In recent years, the mobile technology boom has changed the business and ushered in a new generation of gamers. Indeed, gaming has grown so ingrained in modern popular culture that even grandmothers know what Angry Birds is, and more than 42% of Americans are gamers, with four out of every five families in the United States owning a console.
The Formative Years
Dr. Edward Uhler Condon introduced the first known model of a game machine at the New York World’s Fair in 1940. During the six months it was on display, about 50,000 people played the game, which was based on the ancient mathematical game of Nim, with the computer winning more than 90% of the games.
However, it was nearly three decades later, in 1967, that Ralph Baer and his team unveiled their prototype, the “Brown Box,” as the first game system meant for commercial home use.
The “Brown Box” was a vacuum tube circuit that could be linked to a television and allowed two users to control cubes on the screen that followed each other. The “Brown Box” could be configured to play ping pong, checkers, and four sports games, among other things. Added accessories included a lightgun for a target shooting game and a unique attachment for a golf putting game, both of which were made possible by advanced technology at the time.
“The minute we played ping-pong, we knew we had a product,” Baer said, according to the National Museum of American History. We weren’t sure before that.”
Magnavox acquired the “Brown Box” and released the Magnavox Odyssey in 1972. It came out a few months before Atari, which is frequently wrongly regarded as the first video game console.
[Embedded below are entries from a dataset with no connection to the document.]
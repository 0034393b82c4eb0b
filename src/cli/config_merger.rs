//! Configuration merger for CLI arguments and config files
//!
//! Loads settings through `ConfigLoader` and applies CLI overrides on top.
//! CLI arguments have the highest priority.

use super::parser::{Cli, Commands};
use crate::config::error::ConfigError;
use crate::config::{ConfigLoader, Settings};

/// Applies CLI argument overrides to file-based configuration
pub struct ConfigurationMerger {
    base_config: Settings,
}

impl ConfigurationMerger {
    pub fn new(base_config: Settings) -> Self {
        Self { base_config }
    }

    /// Loads the base configuration selected by `--config` and `--env`
    ///
    /// # Errors
    /// Returns ConfigError if loading or validation fails
    pub fn from_cli(cli: &Cli) -> Result<Self, ConfigError> {
        let loader = match &cli.config {
            Some(path) => ConfigLoader::from_file(path.clone()),
            None => ConfigLoader::new()?,
        };
        let loader = match cli.env {
            Some(env) => loader.with_environment(env.into()),
            None => loader,
        };

        Ok(Self::new(loader.load()?))
    }

    /// Returns a copy of the base configuration with CLI overrides applied
    pub fn merge_cli_args(&self, cli: &Cli) -> Result<Settings, ConfigError> {
        let mut config = self.base_config.clone();

        if cli.verbose {
            config.logger.level = "debug".to_string();
        } else if cli.quiet {
            config.logger.level = "error".to_string();
        }

        if let Commands::Send(args) = &cli.command
            && args.simulate
        {
            config.mail.sendgrid.simulate = true;
            config.mail.mailgun.simulate = true;
        }

        config.validate()?;

        Ok(config)
    }

    pub fn config(&self) -> &Settings {
        &self.base_config
    }
}

#[cfg(test)]
mod tests {
    use super::*;
    use clap::Parser;

    fn merged(args: &[&str]) -> Settings {
        let cli = Cli::try_parse_from(args).unwrap();
        ConfigurationMerger::new(Settings::default())
            .merge_cli_args(&cli)
            .unwrap()
    }

    #[test]
    fn test_verbose_and_quiet_set_log_level() {
        assert_eq!(merged(&["courier-rs", "--verbose", "providers"]).logger.level, "debug");
        assert_eq!(merged(&["courier-rs", "--quiet", "providers"]).logger.level, "error");
        assert_eq!(merged(&["courier-rs", "providers"]).logger.level, "info");
    }

    #[test]
    fn test_simulate_flag_forces_both_providers() {
        let settings = merged(&[
            "courier-rs", "send", "-p", "sendgrid", "--to", "a@b.com", "-s", "Hi", "--text", "x",
            "--simulate",
        ]);
        assert!(settings.mail.sendgrid.simulate);
        assert!(settings.mail.mailgun.simulate);
    }

    #[test]
    fn test_merge_leaves_base_untouched() {
        let merger = ConfigurationMerger::new(Settings::default());
        let cli = Cli::try_parse_from(["courier-rs", "--verbose", "check"]).unwrap();
        merger.merge_cli_args(&cli).unwrap();
        assert_eq!(merger.config(), &Settings::default());
    }

    #[test]
    fn test_merge_rejects_invalid_base() {
        let mut base = Settings::default();
        base.mail.default_sender = "not-an-address".to_string();
        let cli = Cli::try_parse_from(["courier-rs", "check"]).unwrap();

        assert!(matches!(
            ConfigurationMerger::new(base).merge_cli_args(&cli),
            Err(ConfigError::ValidationError { .. })
        ));
    }
}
Around 300,000 Magnavox consoles were sold between August 1972 and 1975, when it was discontinued. Poor sales were attributed to poorly handled in-store marketing initiatives and the fact that at the time, home gaming was a foreign notion to the ordinary American.
This was the beginning of digital gaming as we know it today, however mismanaged it may have been.
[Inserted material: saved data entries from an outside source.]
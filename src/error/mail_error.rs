use thiserror::Error;

/// Every failure a send can surface.
///
/// Validation variants are raised before any payload is built; `ProviderApi`
/// covers both transport failures and backend responses that signal an error.
#[derive(Error, Debug)]
pub enum MailError {
    /// A required message field (recipient, subject, content) was never set or is empty
    #[error("Missing required field: {field} is required")]
    MissingField { field: String },

    /// Recipient or sender failed the format check or exceeds the provider limit
    #[error("Invalid email address for {field}: {reason}")]
    InvalidAddress { field: String, reason: String },

    /// Subject exceeds the provider limit
    #[error("Invalid subject: {reason}")]
    InvalidSubject { reason: String },

    /// Text or HTML body exceeds the provider limit
    #[error("Invalid {field} content: {reason}")]
    InvalidContent { field: String, reason: String },

    /// The selector was asked for a provider it does not know
    #[error("Email provider '{name}' is not implemented")]
    ProviderNotImplemented { name: String },

    /// Transport failure or an error reported by the provider backend
    #[error("{provider} API error: {message}")]
    ProviderApi {
        provider: String,
        message: String,
        #[source]
        source: Option<anyhow::Error>,
    },
}

impl MailError {
    pub fn missing(field: impl Into<String>) -> Self {
        MailError::MissingField {
            field: field.into(),
        }
    }

    pub fn invalid_address(field: impl Into<String>, reason: impl Into<String>) -> Self {
        MailError::InvalidAddress {
            field: field.into(),
            reason: reason.into(),
        }
    }

    /// Builds the length error matching `field`, naming the provider and its limit.
    pub fn too_long(field: &str, provider: &str, limit: usize) -> Self {
        let reason = format!("exceeds the {provider} maximum of {limit} characters");
        match field {
            "subject" => MailError::InvalidSubject { reason },
            "text" | "html" => MailError::InvalidContent {
                field: field.to_string(),
                reason,
            },
            _ => MailError::InvalidAddress {
                field: field.to_string(),
                reason,
            },
        }
    }

    pub fn provider_api(provider: impl Into<String>, message: impl Into<String>) -> Self {
        MailError::ProviderApi {
            provider: provider.into(),
            message: message.into(),
            source: None,
        }
    }

    /// Wraps a transport-level failure, keeping the underlying cause as the source.
    pub fn transport(
        provider: impl Into<String>,
        message: impl Into<String>,
        source: impl Into<anyhow::Error>,
    ) -> Self {
        MailError::ProviderApi {
            provider: provider.into(),
            message: message.into(),
            source: Some(source.into()),
        }
    }

    /// True for the variants raised by message validation.
    pub fn is_validation(&self) -> bool {
        matches!(
            self,
            MailError::MissingField { .. }
                | MailError::InvalidAddress { .. }
                | MailError::InvalidSubject { .. }
                | MailError::InvalidContent { .. }
        )
    }
}

/// Type alias for Result with MailError to simplify function signatures
pub type MailResult<T> = Result<T, MailError>;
After that, it’s on to Atari and arcade games.
When Sega and Taito debuted the electro-mechanical games Periscope and Crown Special Soccer in 1966 and 1967, they were the first businesses to attract the public’s interest in arcade gaming. In 1972, Atari (established by the godfather of gaming, Nolan Bushnell) became the first gaming firm to truly establish the standard for a large-scale gaming community.
The games’ nature fostered competitiveness among players, who were able to keep track of their high scores… and were adamant about claiming the #1 spot on the list.
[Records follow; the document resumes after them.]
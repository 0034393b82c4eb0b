//! Configuration loader for courier-rs
//!
//! This module provides the `ConfigLoader` struct that handles loading
//! configuration from multiple sources with proper precedence.

use std::path::{Path, PathBuf};

use config::builder::DefaultState;
use config::{Config, ConfigBuilder, Environment, File, FileFormat};

use crate::config::environment::Environment as AppEnvironment;
use crate::config::error::ConfigError;
use crate::config::settings::Settings;

/// Environment variable for configuration directory
pub const CONFIG_DIR_ENV: &str = "COURIER_CONFIG_DIR";

/// Environment variable for specific configuration file
pub const CONFIG_FILE_ENV: &str = "COURIER_CONFIG_FILE";

const DEFAULT_CONFIG_DIR: &str = "config";

/// Environment variable prefix for configuration overrides
const ENV_PREFIX: &str = "COURIER";

/// Separator for nested configuration keys in environment variables
const ENV_SEPARATOR: &str = "__";

/// Provider credential variables understood without the `COURIER_` prefix,
/// mapped to the setting they override.
const LEGACY_STRING_VARS: &[(&str, &str)] = &[
    ("SENDGRID_API_KEY", "mail.sendgrid.api_key"),
    ("MAILGUN_API_KEY", "mail.mailgun.api_key"),
    ("MAILGUN_DOMAIN", "mail.mailgun.domain"),
    ("MAILGUN_API_BASE_URL", "mail.mailgun.api_base_url"),
];

/// Switches forcing a provider onto its simulated backend. Only `"true"`
/// forces simulation; any other value leaves the file setting alone.
const LEGACY_SIMULATE_VARS: &[(&str, &str)] = &[
    ("USE_FAKE_API_SENDGRID", "mail.sendgrid.simulate"),
    ("USE_FAKE_API_MAILGUN", "mail.mailgun.simulate"),
];

/// Configuration loader that handles layered configuration loading
///
/// The loader supports the following configuration sources (in order of priority):
/// 1. `default.toml` - Base default configuration (required)
/// 2. `{environment}.toml` - Environment-specific configuration (optional)
/// 3. `local.toml` - Local development overrides (optional)
/// 4. `COURIER_*` environment variables
/// 5. Provider credential variables (`SENDGRID_API_KEY`, `USE_FAKE_API_MAILGUN`, ...)
#[derive(Debug)]
pub struct ConfigLoader {
    config_dir: PathBuf,
    /// Specific configuration file path (if set, skips layered loading)
    config_file: Option<PathBuf>,
    environment: AppEnvironment,
}

impl ConfigLoader {
    /// Create a new configuration loader from `COURIER_CONFIG_DIR`,
    /// `COURIER_CONFIG_FILE` and `COURIER_APP_ENV`.
    ///
    /// # Errors
    ///
    /// Returns an error if both `COURIER_CONFIG_DIR` and `COURIER_CONFIG_FILE` are set,
    /// as they are mutually exclusive.
    pub fn new() -> Result<Self, ConfigError> {
        let config_dir = std::env::var(CONFIG_DIR_ENV).ok().map(PathBuf::from);
        let config_file = std::env::var(CONFIG_FILE_ENV).ok().map(PathBuf::from);

        if config_dir.is_some() && config_file.is_some() {
            return Err(ConfigError::mutual_exclusivity(
                "COURIER_CONFIG_DIR and COURIER_CONFIG_FILE cannot both be set. \
                 Use COURIER_CONFIG_DIR for layered configuration or \
                 COURIER_CONFIG_FILE for a single configuration file.",
            ));
        }

        Ok(Self {
            config_dir: config_dir.unwrap_or_else(|| PathBuf::from(DEFAULT_CONFIG_DIR)),
            config_file,
            environment: AppEnvironment::from_env(),
        })
    }

    /// Loader reading exactly one file, skipping the layered lookup
    pub fn from_file(path: impl Into<PathBuf>) -> Self {
        Self {
            config_dir: PathBuf::from(DEFAULT_CONFIG_DIR),
            config_file: Some(path.into()),
            environment: AppEnvironment::from_env(),
        }
    }

    /// Replace the environment used to pick `{environment}.toml`
    pub fn with_environment(mut self, environment: AppEnvironment) -> Self {
        self.environment = environment;
        self
    }

    pub fn environment(&self) -> AppEnvironment {
        self.environment
    }

    pub fn config_dir(&self) -> &Path {
        &self.config_dir
    }

    /// Load configuration from all sources and validate the result
    ///
    /// # Errors
    ///
    /// Returns an error if:
    /// - `default.toml` is not found (when using layered loading)
    /// - Configuration parsing fails
    /// - Configuration validation fails
    pub fn load(&self) -> Result<Settings, ConfigError> {
        let config = self.build_config()?;
        let settings: Settings = config.try_deserialize().map_err(|e| {
            ConfigError::ParseError(format!("Failed to deserialize configuration: {}", e))
        })?;

        settings.validate()?;

        Ok(settings)
    }

    fn build_config(&self) -> Result<Config, ConfigError> {
        let builder = Config::builder();

        let builder = if let Some(ref config_file) = self.config_file {
            Self::add_file_source(builder, config_file, true)?
        } else {
            self.build_layered_config(builder)?
        };

        // COURIER_MAIL__SENDGRID__API_KEY -> mail.sendgrid.api_key
        let builder = Self::add_env_source(builder);
        let builder = Self::add_legacy_overrides(builder)?;

        builder.build().map_err(ConfigError::from)
    }

    fn build_layered_config(
        &self,
        builder: ConfigBuilder<DefaultState>,
    ) -> Result<ConfigBuilder<DefaultState>, ConfigError> {
        let default_path = self.config_dir.join("default.toml");
        let builder = Self::add_file_source(builder, &default_path, true)?;

        let env_path = self
            .config_dir
            .join(format!("{}.toml", self.environment.as_str()));
        let builder = Self::add_file_source(builder, &env_path, false)?;

        let local_path = self.config_dir.join("local.toml");
        Self::add_file_source(builder, &local_path, false)
    }

    fn add_file_source(
        builder: ConfigBuilder<DefaultState>,
        path: &Path,
        required: bool,
    ) -> Result<ConfigBuilder<DefaultState>, ConfigError> {
        if required && !path.exists() {
            return Err(ConfigError::file_not_found(format!(
                "Required configuration file not found: {}",
                path.display()
            )));
        }

        Ok(builder.add_source(
            File::new(path.to_str().unwrap_or_default(), FileFormat::Toml).required(required),
        ))
    }

    fn add_env_source(builder: ConfigBuilder<DefaultState>) -> ConfigBuilder<DefaultState> {
        builder.add_source(
            Environment::with_prefix(ENV_PREFIX)
                .prefix_separator("_")
                .separator(ENV_SEPARATOR)
                .ignore_empty(true)
                .try_parsing(true),
        )
    }

    fn add_legacy_overrides(
        mut builder: ConfigBuilder<DefaultState>,
    ) -> Result<ConfigBuilder<DefaultState>, ConfigError> {
        for (var, key) in LEGACY_STRING_VARS {
            let value = std::env::var(var).ok().filter(|v| !v.is_empty());
            builder = builder.set_override_option(*key, value)?;
        }

        for (var, key) in LEGACY_SIMULATE_VARS {
            let value = std::env::var(var)
                .ok()
                .filter(|v| v.trim().eq_ignore_ascii_case("true"))
                .map(|_| true);
            builder = builder.set_override_option(*key, value)?;
        }

        Ok(builder)
    }
}

impl Default for ConfigLoader {
    fn default() -> Self {
        Self::new().unwrap_or_else(|_| Self {
            config_dir: PathBuf::from(DEFAULT_CONFIG_DIR),
            config_file: None,
            environment: AppEnvironment::default(),
        })
    }
}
Atari not only developed its games in-house, but they also created a whole business around the “arcade.” In 1973, Atari released the first actual electronic video game, Pong, for $1,095, and arcade machines began to appear in bars, bowling alleys, and shopping malls all over the world. Between 1972 and 1985, more than 15 businesses began developing video games for the ever-growing market, indicating that techies were onto something huge.
The Beginnings Of Multiplayer Games As We Know Them
To cash in on the hot new trend, a number of chain restaurants across the United States began installing video games in the late 1970s. The games’ nature encouraged rivalry among players, who could record their high scores with their initials and were anxious to claim the top spot on the leaderboard. Multiplayer gaming was confined to participants competing on the same screen at the time.
“Empire,” a strategy turn-based game for up to eight players built for the PLATO network system in 1973, was the first example of players competing on different displays. PLATO (Programmed Logic for Automatic Education Operation) was one of the first universal computer-based teaching systems, developed by the University of Illinois and then taken over by Control Data (CDC), who created the machines that the system ran on.